Wednesday of Week 10 of Ordinary Time – First Reading

Commentary on 2 Corinthians 3:4-11

Today’s reading is part of Paul’s defence of his behaviour and of his credentials with the Christian community in Corinth. However, as often happens, it leads him into making statements which go far beyond his own personal interests and leave us with ideas providing much material for theological and spiritual reflection.

In the verses immediately preceding our reading, Paul has just said that one of his main credentials are the Christians of Corinth themselves.

You are our letter of commendation written on our hearts, known and read by all.

And ultimately he now says that all the credit for what has been achieved in Corinth comes not from Paul himself but from God.

He is the one who has give us the qualifications to be the administrators of this new covenant.

Paul has not appointed himself; it God in Jesus who has called him. And this “new covenant” is not of a written law, but of the Spirit. It is a covenant not confined to a legal document but is the living testimony of the Corinthians themselves.

And, perhaps in a remark aimed at some of his more legalistic critics, he affirms that:

…the written letters bring death, but the Spirit gives life.

It is a remark that should be engraved on all our hearts. Again and again, it has been the lists of laws and rules that has often been the kiss of death for Christian communities, and it is a problem which continues to bedevil us today. For Paul, to cling tenaciously to the letter of the Law is to die, to atrophy.

Paul’s confidence is grounded in his sense of a God-given mission. His qualifications come entirely from God’s calling. Paul is now living in a new covenant, characterised by the Spirit, which gives life. The term ‘new covenant’ comes from Jeremiah:

The days are coming says the Lord when I will make a new covenant with the house of Israel and the house of Judah. It will not be like the covenant I made with their fathers the day I took them by the hand to lead them forth from the land of Egypt; for they broke my covenant and I had to show myself their master, says the Lord. This is the covenant I will make…after those days. I will place my law within them, and write it on their hearts; I will be their God, and they shall be my people. (Jer 31:31-33)

And he goes on in words that must have been very provocative for some of his more conservative hearers:

…if there was so much brightness accompanying the giving of the Law on Mt Sinai, such that the people could not look directly at the shining face of Moses, what brightness must accompany the giving of the Spirit?

Paul’s words here seem directed against individuals who appeal to the glorious Moses and fail to perceive any comparable glory either in Paul’s life as an apostle, or in the Gospel he preaches. He asserts in response that Christians have a glory of their own that far surpasses that of Moses. Not so much because of who they are, but because of the message which inspires their lives.
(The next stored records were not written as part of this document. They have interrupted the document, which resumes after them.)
use serde::Serialize;

use crate::classifier::Classifier;
use crate::error::ClassifyError;
use crate::model::{Product, Record};

/// A product whose classification failed. It still appears in
/// `Enrichment::records` as an Unknown record.
#[derive(Debug, Clone, PartialEq, Serialize)]
pub struct ClassificationFailure {
    /// Position in the input batch.
    pub index: usize,
    pub identity: String,
    pub reason: String,
}

#[derive(Debug, Clone, Default)]
pub struct Enrichment {
    pub records: Vec<Record>,
    pub failures: Vec<ClassificationFailure>,
}

/// Classify every product, producing one `Record` per product in input order.
pub fn enrich<C>(products: Vec<Product>, classifier: &C) -> Enrichment
where
    C: Classifier + ?Sized,
{
    log::info!("classifying {} products", products.len());

    let mut out = Enrichment {
        records: Vec::with_capacity(products.len()),
        failures: Vec::new(),
    };

    for (index, product) in products.into_iter().enumerate() {
        match classifier.classify(&product.description) {
            Ok(classification) => {
                log::debug!(
                    "{}: {} ({:.4})",
                    product.name,
                    classification.label,
                    classification.confidence
                );
                out.records.push(Record::classified(product, classification));
            }
            Err(err) => {
                log::warn!("classification failed for '{}': {err}", product.name);
                out.failures.push(failure(index, &product, &err));
                out.records.push(Record::unclassified(product));
            }
        }
    }

    log::info!(
        "classified {} products ({} failures)",
        out.records.len(),
        out.failures.len()
    );
    out
}

fn failure(index: usize, product: &Product, err: &ClassifyError) -> ClassificationFailure {
    ClassificationFailure {
        index,
        identity: product.name.clone(),
        reason: err.to_string(),
    }
}
use std::process::Command;

fn main() {
    // Embed git commit hash for `prodsent --version`
    println!("cargo:rerun-if-changed=../../.git/HEAD");
    println!("cargo:rerun-if-changed=../../.git/refs/heads");

    let git_hash = Command::new("git")
        .args(["rev-parse", "--short=7", "HEAD"])
        .output()
        .ok()
        .filter(|output| output.status.success())
        .and_then(|output| String::from_utf8(output.stdout).ok())
        .map(|s| s.trim().to_string())
        .unwrap_or_else(|| "unknown".to_string());
    println!("cargo:rustc-env=GIT_COMMIT_HASH={git_hash}");

    let target = std::env::var("TARGET").unwrap_or_else(|_| "unknown".to_string());
    println!("cargo:rustc-env=TARGET={target}");
}
use std::fmt;

#[derive(Debug)]
pub enum StatsError {
    /// TOML parse / deserialization error.
    ConfigParse(String),
    /// Config validation error (bad delimiter, empty stop word, etc.).
    ConfigValidation(String),
    /// A word listed as both positive and negative in the lexicon overrides.
    LexiconConflict(String),
}

impl fmt::Display for StatsError {
    fn fmt(&self, f: &mut fmt::Formatter<'_>) -> fmt::Result {
        match self {
            Self::ConfigParse(msg) => write!(f, "config parse error: {msg}"),
            Self::ConfigValidation(msg) => write!(f, "config validation error: {msg}"),
            Self::LexiconConflict(word) => {
                write!(f, "lexicon word '{word}' is listed as both positive and negative")
            }
        }
    }
}

impl std::error::Error for StatsError {}

/// Failure of a single classification call.
///
/// Never fatal to a batch: enrichment downgrades the affected record to
/// `Label::Unknown` and carries on.
#[derive(Debug, Clone, PartialEq)]
pub enum ClassifyError {
    /// Input had no tokens to classify.
    EmptyText,
    /// Classifier-specific failure.
    Model(String),
}

impl fmt::Display for ClassifyError {
    fn fmt(&self, f: &mut fmt::Formatter<'_>) -> fmt::Result {
        match self {
            Self::EmptyText => write!(f, "text is empty"),
            Self::Model(msg) => write!(f, "classifier error: {msg}"),
        }
    }
}

impl std::error::Error for ClassifyError {}
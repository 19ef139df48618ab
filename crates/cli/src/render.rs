//! Human-readable report layout.

use std::fmt::{self, Write};

use prodsent_stats::{Record, StatsReport};

use crate::util::pad_right;

const RULE_WIDTH: usize = 60;
const SECTION_WIDTH: usize = 40;
const WORD_COLUMN: usize = 20;

pub(crate) fn render_human(report: &StatsReport) -> Result<String, fmt::Error> {
    let rule = "=".repeat(RULE_WIDTH);
    let section = "-".repeat(SECTION_WIDTH);
    let mut out = String::new();

    writeln!(out)?;
    writeln!(out, "{rule}")?;
    writeln!(out, "SENTIMENT ANALYSIS RESULTS")?;
    writeln!(out, "{rule}")?;
    writeln!(out)?;

    writeln!(out, "Most Positive Product:")?;
    writeln!(out, "{section}")?;
    write_product(&mut out, report.most_positive.as_ref(), "No positive products found")?;

    writeln!(out)?;
    writeln!(out, "{section}")?;
    writeln!(out, "Most Negative Product:")?;
    writeln!(out, "{section}")?;
    write_product(&mut out, report.most_negative.as_ref(), "No negative products found")?;

    writeln!(out)?;
    writeln!(out, "{section}")?;
    writeln!(out, "Top {} Most Used Words:", report.meta.word_limit)?;
    writeln!(out, "{section}")?;
    for (i, wc) in report.top_words.iter().enumerate() {
        writeln!(
            out,
            "{:2}. {} - {} occurrences",
            i + 1,
            pad_right(&wc.word, WORD_COLUMN),
            wc.count
        )?;
    }

    writeln!(out)?;
    writeln!(out, "{rule}")?;
    Ok(out)
}

fn write_product(out: &mut String, record: Option<&Record>, missing: &str) -> fmt::Result {
    match record {
        Some(r) => {
            writeln!(out, "{}", r.identity())?;
            writeln!(out, "{}", r.raw_text())?;
            // Debug keeps the fractional part: 1.0, never 1
            writeln!(out, "{:?}", r.confidence())
        }
        None => writeln!(out, "{missing}"),
    }
}

/// One-line summary for stderr.
pub(crate) fn summary_line(report: &StatsReport) -> String {
    let s = &report.summary;
    let mut line = format!(
        "{} products: {} positive, {} negative, {} unknown",
        s.labels.total, s.labels.positive, s.labels.negative, s.labels.unknown
    );
    if s.classification_failures > 0 {
        line.push_str(&format!(", {} classification failures", s.classification_failures));
    }
    if s.skipped_rows > 0 {
        line.push_str(&format!(", {} rows skipped", s.skipped_rows));
    }
    line
}

#[cfg(test)]
mod tests {
    use super::*;
    use prodsent_stats::{Label, RunContext, Statistics, StatsConfig};

    fn report(records: &[Record], limit: usize) -> StatsReport {
        let mut config = StatsConfig::default();
        config.words.limit = limit;
        Statistics::new(records).report(&config, &RunContext::default())
    }

    #[test]
    fn full_layout() {
        let records = vec![
            Record::new("A", "great product", Label::Positive, 0.95, "great product"),
            Record::new("B", "bad product", Label::Negative, 0.88, "bad product"),
        ];
        let text = render_human(&report(&records, 2)).unwrap();
        let expected = "
============================================================
SENTIMENT ANALYSIS RESULTS
============================================================

Most Positive Product:
----------------------------------------
A
great product
0.95

----------------------------------------
Most Negative Product:
----------------------------------------
B
bad product
0.88

----------------------------------------
Top 2 Most Used Words:
----------------------------------------
 1. product              - 2 occurrences
 2. great                - 1 occurrences

============================================================
";
        assert_eq!(text, expected);
    }

    #[test]
    fn missing_polarities_are_reported() {
        let records = vec![Record::new("U", "plain", Label::Unknown, 0.0, "plain")];
        let text = render_human(&report(&records, 10)).unwrap();
        assert!(text.contains("No positive products found"));
        assert!(text.contains("No negative products found"));
        assert!(text.contains("Top 10 Most Used Words:"));
    }

    #[test]
    fn zero_limit_prints_header_only() {
        let records = vec![Record::new("U", "plain", Label::Unknown, 0.0, "plain")];
        let text = render_human(&report(&records, 0)).unwrap();
        assert!(text.contains("Top 0 Most Used Words:"));
        assert!(!text.contains("occurrences"));
    }

    #[test]
    fn whole_confidence_keeps_decimal_point() {
        let records = vec![
            Record::new("A", "extremely amazing", Label::Positive, 1.0, "extremely amazing"),
            Record::new("B", "awful", Label::Negative, 0.5, "awful"),
        ];
        let text = render_human(&report(&records, 0)).unwrap();
        assert!(text.contains("A\nextremely amazing\n1.0\n"));
        assert!(text.contains("B\nawful\n0.5\n"));
    }

    #[test]
    fn summary_mentions_failures_only_when_present() {
        let records = vec![Record::new("U", "plain", Label::Unknown, 0.0, "plain")];
        let clean = report(&records, 1);
        assert_eq!(summary_line(&clean), "1 products: 0 positive, 0 negative, 1 unknown");

        let mut noisy = clean.clone();
        noisy.summary.classification_failures = 1;
        noisy.summary.skipped_rows = 2;
        assert!(summary_line(&noisy).ends_with("1 classification failures, 2 rows skipped"));
    }
}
He refers to the Old Law, carved on tablets of stone, as a “ministry of death”. He is speaking of the Mosaic law in its limitations. It leads to death rather than life, to condemnation rather than reconciliation. For its defendants, it was “glorious”, as indicated by the shining face of Moses. Paul does not deny that, but asserts that its glory was only temporary and fades in the face of Jesus’ ministry of life. The glory of the new reduces the former glory to no glory at all.

If there was any splendour in administering condemnation, there must be very much greater splendour in administering justification.

This is the difference between the law and the Spirit. The law tends to bring judgement on people, but the Spirit gives life and renewal. The law points out the limits for people’s behaviour – ‘Don’t do this’, ‘Don’t do that’. The Spirit calls forward to a much deeper level of living.

If the ministry of condemnation was glorious, the ministry of righteousness will abound much more in glory.

The Law was a complex of things that must be done, and even more things that must not be done. The “ministry of righteousness” we find in the teaching of Jesus is inspiration continually to reach beyond ourselves. It is the difference between the Ten Commandments and the Beatitudes. In the fact, the Law, which seemed such a great thing at the time, has now been surpassed by a far more inspirational vision.

Jesus said that he had not come to abolish the Law, but to fulfil it. In doing so, he simply left it behind.

For if what was going to fade was glorious, how much more will what endures be glorious.

It is that Spirit which Paul wants the Corinthians to experience rather than go back to the old days of blindly following a legalistic system, whose observance was often measured by what could be seen externally. The Law leads to rigidity and stagnation, the Spirit to spontaneity and creativity.

What Paul said then is equally true for us now. There is a certain tempting security in following a set of do’s and don’ts which some people are tempted to follow, but it leads ultimately to stagnation, and often to a not very attractive self-righteousness. It is the Spirit that gives life and brings people together in love, unity and harmony. That is the only way that the Kingdom can be built.